_Instructions to follow_. Across all the entries below, how many lines contain the string "RetentionManager"? The number by itself is the answer.

Collected data:
%%
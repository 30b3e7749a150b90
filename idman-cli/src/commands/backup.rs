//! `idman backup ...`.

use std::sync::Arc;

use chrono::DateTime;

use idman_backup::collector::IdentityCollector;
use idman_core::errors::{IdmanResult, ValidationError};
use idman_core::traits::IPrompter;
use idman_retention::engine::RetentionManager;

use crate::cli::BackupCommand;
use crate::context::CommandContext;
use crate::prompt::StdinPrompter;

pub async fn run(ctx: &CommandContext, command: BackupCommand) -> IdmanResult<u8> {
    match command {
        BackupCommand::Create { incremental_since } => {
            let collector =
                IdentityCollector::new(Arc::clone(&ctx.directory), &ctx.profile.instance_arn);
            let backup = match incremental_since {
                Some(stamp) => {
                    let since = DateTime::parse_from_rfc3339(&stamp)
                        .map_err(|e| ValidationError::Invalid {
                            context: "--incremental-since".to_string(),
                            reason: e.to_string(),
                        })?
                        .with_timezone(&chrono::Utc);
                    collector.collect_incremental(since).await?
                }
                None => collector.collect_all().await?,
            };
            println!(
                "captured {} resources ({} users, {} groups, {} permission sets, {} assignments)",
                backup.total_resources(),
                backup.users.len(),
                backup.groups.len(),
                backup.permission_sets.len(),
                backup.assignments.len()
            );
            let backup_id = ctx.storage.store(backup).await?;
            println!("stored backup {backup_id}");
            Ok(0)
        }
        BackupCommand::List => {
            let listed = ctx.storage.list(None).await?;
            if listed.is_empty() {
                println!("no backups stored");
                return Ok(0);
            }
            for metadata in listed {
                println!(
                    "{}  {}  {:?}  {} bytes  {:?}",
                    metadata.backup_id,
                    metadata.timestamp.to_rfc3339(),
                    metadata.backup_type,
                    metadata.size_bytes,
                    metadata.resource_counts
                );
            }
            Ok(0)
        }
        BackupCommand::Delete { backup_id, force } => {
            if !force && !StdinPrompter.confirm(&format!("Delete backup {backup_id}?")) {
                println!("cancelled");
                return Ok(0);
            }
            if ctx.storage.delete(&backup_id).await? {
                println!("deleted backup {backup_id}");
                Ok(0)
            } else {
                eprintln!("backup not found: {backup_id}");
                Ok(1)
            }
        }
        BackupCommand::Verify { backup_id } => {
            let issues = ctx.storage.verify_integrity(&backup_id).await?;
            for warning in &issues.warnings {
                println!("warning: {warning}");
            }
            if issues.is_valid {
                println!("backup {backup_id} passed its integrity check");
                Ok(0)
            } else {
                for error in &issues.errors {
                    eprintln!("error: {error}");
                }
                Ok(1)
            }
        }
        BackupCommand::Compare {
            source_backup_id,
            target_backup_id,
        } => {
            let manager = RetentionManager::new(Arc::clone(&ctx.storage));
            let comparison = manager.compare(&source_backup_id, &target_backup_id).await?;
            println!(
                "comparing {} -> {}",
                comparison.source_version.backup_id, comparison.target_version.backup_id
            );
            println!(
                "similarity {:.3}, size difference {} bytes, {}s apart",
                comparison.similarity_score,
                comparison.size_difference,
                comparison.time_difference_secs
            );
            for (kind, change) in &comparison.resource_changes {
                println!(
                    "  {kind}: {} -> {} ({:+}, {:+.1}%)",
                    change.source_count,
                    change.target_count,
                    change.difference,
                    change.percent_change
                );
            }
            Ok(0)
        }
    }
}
%%
%%
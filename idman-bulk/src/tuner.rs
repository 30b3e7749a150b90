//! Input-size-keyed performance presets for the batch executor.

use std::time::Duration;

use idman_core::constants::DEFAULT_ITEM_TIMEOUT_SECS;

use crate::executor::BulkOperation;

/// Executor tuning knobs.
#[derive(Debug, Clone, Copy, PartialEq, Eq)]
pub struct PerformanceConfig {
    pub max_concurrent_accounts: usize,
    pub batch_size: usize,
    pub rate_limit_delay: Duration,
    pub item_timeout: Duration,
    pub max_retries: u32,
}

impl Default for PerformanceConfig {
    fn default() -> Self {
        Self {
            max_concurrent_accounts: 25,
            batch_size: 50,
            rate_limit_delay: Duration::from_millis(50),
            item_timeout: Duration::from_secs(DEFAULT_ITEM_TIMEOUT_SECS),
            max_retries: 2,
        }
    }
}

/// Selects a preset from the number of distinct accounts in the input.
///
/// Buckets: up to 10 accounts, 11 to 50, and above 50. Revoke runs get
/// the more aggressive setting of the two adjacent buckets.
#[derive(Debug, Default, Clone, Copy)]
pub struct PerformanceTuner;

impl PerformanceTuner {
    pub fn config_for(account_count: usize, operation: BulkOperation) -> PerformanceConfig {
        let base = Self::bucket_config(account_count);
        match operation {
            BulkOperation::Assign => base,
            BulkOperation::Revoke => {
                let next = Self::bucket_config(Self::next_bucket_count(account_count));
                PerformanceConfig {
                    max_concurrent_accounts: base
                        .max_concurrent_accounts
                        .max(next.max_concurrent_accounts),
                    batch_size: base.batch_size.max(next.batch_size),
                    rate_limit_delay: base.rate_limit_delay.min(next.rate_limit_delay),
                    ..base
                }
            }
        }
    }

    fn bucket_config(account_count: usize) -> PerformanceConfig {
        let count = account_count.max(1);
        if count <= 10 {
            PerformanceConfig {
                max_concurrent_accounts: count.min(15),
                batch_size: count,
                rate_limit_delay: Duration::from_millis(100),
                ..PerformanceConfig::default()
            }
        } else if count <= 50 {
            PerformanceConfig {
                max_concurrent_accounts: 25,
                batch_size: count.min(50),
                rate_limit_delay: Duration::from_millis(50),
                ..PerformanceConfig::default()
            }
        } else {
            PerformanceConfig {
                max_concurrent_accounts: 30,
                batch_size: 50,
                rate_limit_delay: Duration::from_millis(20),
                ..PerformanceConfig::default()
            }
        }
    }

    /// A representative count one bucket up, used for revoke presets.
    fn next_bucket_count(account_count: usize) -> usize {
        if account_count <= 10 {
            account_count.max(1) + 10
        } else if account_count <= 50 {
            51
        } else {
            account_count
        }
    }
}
%%
_Exercise response_. 2